A total of 84 patients in the gelatin film group were compared to 86 patients in the nongelatin film group. Patient age, sex, tumor pathology, tumor volume, tumor eloquence, laterality of surgical approach, history of radiotherapy, and time interval between resections did not differ between groups. Radiographic evidence of cortical ischemia following reoperation was less prevalent in the gelatin film group (13.1% vs 32.6%; P < .01). In multivariate logistic regression analysis, no gelatin film (P < .01) and larger tumor size (P = .02) predicted cortical surface ischemia following revision craniotomy. Postoperative complications in the gelatin film and nongelatin film group otherwise did not differ.

CONCLUSION

Routine placement of commercially available sterile gelatin film on the cortex prior to dural closure is associated with decreased surgically induced tissue ischemia at the time of revision tumor craniotomy.

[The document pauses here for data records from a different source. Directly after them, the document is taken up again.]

// SPDX-License-Identifier: AGPL-3.0-or-later
// Copyright (C) 2025 Kaapi Contributors

//! Provider factory
//!
//! Selects and constructs the active provider from configuration, so the
//! orchestrator never branches on provider names itself.

use std::sync::Arc;

use crate::config::Settings;
use crate::error::{KaapiError, Result};
use crate::llm::provider::ChatProvider;
use crate::llm::providers::{
    AnthropicProvider, GeminiProvider, OllamaProvider, OpenAiProvider, OpenRouterProvider,
};

/// Factory for chat providers
pub struct ProviderFactory;

impl ProviderFactory {
    /// Create the provider named by `settings.provider`.
    ///
    /// The system prompt is baked into the adapter at construction; the
    /// orchestrator only ever hands over history.
    pub fn create(settings: &Settings, system_prompt: &str) -> Result<Arc<dyn ChatProvider>> {
        settings.validate()?;
        let model = settings.model.clone();

        let provider: Arc<dyn ChatProvider> = match settings.provider.as_str() {
            "gemini" => Arc::new(GeminiProvider::new(
                settings.gemini_api_key.clone().unwrap_or_default(),
                model,
                system_prompt,
            )),
            "openai" => Arc::new(OpenAiProvider::new(
                settings.openai_api_key.clone().unwrap_or_default(),
                model,
                system_prompt,
            )),
            "anthropic" => Arc::new(AnthropicProvider::new(
                settings.anthropic_api_key.clone().unwrap_or_default(),
                model,
                system_prompt,
            )),
            "openrouter" => Arc::new(OpenRouterProvider::new(
                settings.openrouter_api_key.clone().unwrap_or_default(),
                model,
                system_prompt,
            )),
            "ollama" => Arc::new(OllamaProvider::with_base_url(
                settings.ollama_base_url.clone(),
                model,
                system_prompt,
            )),
            other => {
                return Err(KaapiError::Config(format!("unknown provider '{}'", other)));
            }
        };

        Ok(provider)
    }

    /// List all supported provider names
    pub fn supported_providers() -> &'static [&'static str] {
        &["gemini", "openai", "anthropic", "openrouter", "ollama"]
    }
}

#[cfg(test)]
mod tests {
    use super::*;

    fn settings_for(provider: &str) -> Settings {
        Settings {
            provider: provider.to_string(),
            gemini_api_key: Some("k".to_string()),
            openai_api_key: Some("k".to_string()),
            anthropic_api_key: Some("k".to_string()),
            openrouter_api_key: Some("k".to_string()),
            ..Settings::default()
        }
    }

    #[test]
    fn test_create_each_supported_provider() {
        for name in ProviderFactory::supported_providers() {
            let provider = ProviderFactory::create(&settings_for(name), "prompt").unwrap();
            assert_eq!(provider.name(), *name);
        }
    }

    #[test]
    fn test_create_unknown_provider_fails() {
        let settings = settings_for("mystery");
        assert!(ProviderFactory::create(&settings, "prompt").is_err());
    }

    #[test]
    fn test_create_without_key_fails() {
        let settings = Settings {
            provider: "anthropic".to_string(),
            ..Settings::default()
        };
        let err = match ProviderFactory::create(&settings, "prompt") {
            Err(e) => e,
            Ok(_) => panic!("expected create to return an error"),
        };
        assert!(err.to_string().contains("ANTHROPIC_API_KEY"));
    }

    #[test]
    fn test_ollama_needs_no_key() {
        let settings = Settings {
            provider: "ollama".to_string(),
            ..Settings::default()
        };
        assert!(ProviderFactory::create(&settings, "prompt").is_ok());
    }
}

Keywords: Brain tumor, Recurrence, Gelatin film, Dural graft


ABBREVIATIONS

AVM

arteriovenous malformation

CI

confidence interval

CSF

cerebrospinal fluid

DWI

diffusion-weighted imaging

MR

magnetic resonance

OR

odds ratio

WHO

World Health Organization

Gelatin film is a commercially available implant that has been shown to be an effective barrier to prevent scarring and adhesions between soft tissue layers.1-4 It is commonly used in decompressive hemicraniectomy to prevent adhesions between the musculocutaneous flap and cerebral cortex, which facilitates soft tissue dissection during subsequent cranioplasty.1 Decreased soft tissue scarring to the pial surface in these operations has been proven to lower operative time and morbidity.1,5-9 This same concept can be applied to patients with high-grade intracranial tumors, who frequently require revision craniotomy.10-12 Dural adhesions to the cortex in revision craniotomy for recurrent intracranial tumors can lead to disruption of the pial surface or tearing of cortical veins, causing focal cortical injury. Here, we describe the placement of sterile gelatin film over the exposed cortex at the conclusion of the initial tumor resection to prevent meningocerebral adhesion formation and decrease the rate of surgically induced cortical ischemia from the subsequent revision craniotomy.

METHODS

Patient Selection

This is a retrospective review of 170 consecutive patients with recurrent intracranial high-grade gliomas (World Health Organization [WHO] grade III-IV),

high-grade meningiomas (WHO grade II-III), and metastases treated with 170 revision resections at our institution from 2013 to 2016. The neuropathology department used WHO guidelines for histopathological diagnosis.13 Inclusion criteria included age >18 yr; history of an initial craniotomy for high-grade glioma, meningioma, or metastasis; and ≥30 d between the initial and revision tumor resection. Exclusion criteria included patients with multifocal lesions, gliomatosis cerebri, or tumor recurrence at a site distant from the initial craniotomy. The institutional review board approved this study. Informed patient consent for the analysis was not required because of the retrospective nature of the study; all patients or their guardians consented to undergoing the procedures described in the study.

Gelatin Film Placement

At the conclusion of the tumor resection, commercially available sterile gelatin film (Pfizer, New York, New York) is brought into the operative field. It is cut to a size slightly larger than the dural opening and irrigated with bacitracin-saline. It is carefully placed over the exposed cortex and tucked under the dural edges, extending approximately 1 to 2 cm beyond the dural opening (Figure 1). The closure of the dura, plating of the bone flap, and closure of the remaining tissue layers are then continued in standard fashion.

FIGURE 1.

FIGURE 1.

A, Representative illustration of gelatin film placement for a high-grade intracranial tumor located within the insular lobe. B, At the conclusion of the tumor resection, a piece of sterile gelatin film is cut to a size slightly larger than the dural opening. It is then placed over the cortex and tucked underneath the dural edges circumferentially.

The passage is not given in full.